Data records
- Opening Delimiter -
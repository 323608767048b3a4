// ==========================================
// 合金配料系统 - 生产记录 API
// ==========================================
// 职责: 生产记录查询、质检结果登记
// 红线: 生产记录只由投料执行创建；此处只允许修改质检字段
// ==========================================

use std::sync::Arc;
use tracing::info;

use crate::api::error::{ApiError, ApiResult};
use crate::domain::production::ProductionRecord;
use crate::domain::types::QualityStatus;
use crate::repository::production_repo::ProductionRecordRepository;

/// 单次查询记录数上限
pub const MAX_LIST_LIMIT: usize = 1000;

// ==========================================
// ProductionApi - 生产记录 API
// ==========================================
pub struct ProductionApi {
    production_repo: Arc<ProductionRecordRepository>,
}

impl ProductionApi {
    pub fn new(production_repo: Arc<ProductionRecordRepository>) -> Self {
        Self { production_repo }
    }

    /// 查询生产记录（按生产时间倒序）
    ///
    /// # 参数
    /// - product_name: 可选产品过滤
    /// - limit: 返回记录数上限（1..=1000）
    pub fn list_production_records(
        &self,
        product_name: Option<&str>,
        limit: usize,
    ) -> ApiResult<Vec<ProductionRecord>> {
        if limit == 0 || limit > MAX_LIST_LIMIT {
            return Err(ApiError::InvalidInput(format!(
                "limit 必须在 1..={} 之间: {}",
                MAX_LIST_LIMIT, limit
            )));
        }

        let records = match product_name.map(str::trim) {
            Some("") => return Err(ApiError::InvalidInput("产品名称不能为空".to_string())),
            Some(product) => self.production_repo.list_by_product(product, limit)?,
            None => self.production_repo.list_recent(limit)?,
        };
        Ok(records)
    }

    /// 查询单条生产记录
    pub fn get_production_record(&self, record_id: &str) -> ApiResult<ProductionRecord> {
        self.production_repo
            .find_by_id(record_id)?
            .ok_or_else(|| ApiError::NotFound(format!("生产记录 {}", record_id)))
    }

    /// 登记质检结果
    ///
    /// # 参数
    /// - status: PASSED / FAILED（不允许回到 PENDING）
    pub fn update_quality(
        &self,
        record_id: &str,
        status: QualityStatus,
        note: Option<&str>,
    ) -> ApiResult<()> {
        if status == QualityStatus::Pending {
            return Err(ApiError::InvalidInput("质检结果只能登记为 PASSED 或 FAILED".to_string()));
        }

        self.production_repo.update_quality(record_id, status, note)?;
        info!(record_id = %record_id, %status, "质检结果已登记");
        Ok(())
    }
}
- Closing Delimiter -
§ What you need to do: The lines of the data, from the first through the one containing "let records = match", are to be transcribed exactly.

§ Answer to the exercise:
repository 323608767048b3a4
// ==========================================
// 合金配料系统 - 生产记录 API
// ==========================================
// 职责: 生产记录查询、质检结果登记
// 红线: 生产记录只由投料执行创建；此处只允许修改质检字段
// ==========================================

use std::sync::Arc;
use tracing::info;

use crate::api::error::{ApiError, ApiResult};
use crate::domain::production::ProductionRecord;
use crate::domain::types::QualityStatus;
use crate::repository::production_repo::ProductionRecordRepository;

/// 单次查询记录数上限
pub const MAX_LIST_LIMIT: usize = 1000;

// ==========================================
// ProductionApi - 生产记录 API
// ==========================================
pub struct ProductionApi {
    production_repo: Arc<ProductionRecordRepository>,
}

impl ProductionApi {
    pub fn new(production_repo: Arc<ProductionRecordRepository>) -> Self {
        Self { production_repo }
    }

    /// 查询生产记录（按生产时间倒序）
    ///
    /// # 参数
    /// - product_name: 可选产品过滤
    /// - limit: 返回记录数上限（1..=1000）
    pub fn list_production_records(
        &self,
        product_name: Option<&str>,
        limit: usize,
    ) -> ApiResult<Vec<ProductionRecord>> {
        if limit == 0 || limit > MAX_LIST_LIMIT {
            return Err(ApiError::InvalidInput(format!(
                "limit 必须在 1..={} 之间: {}",
                MAX_LIST_LIMIT, limit
            )));
        }

        let records = match product_name.map(str::trim) {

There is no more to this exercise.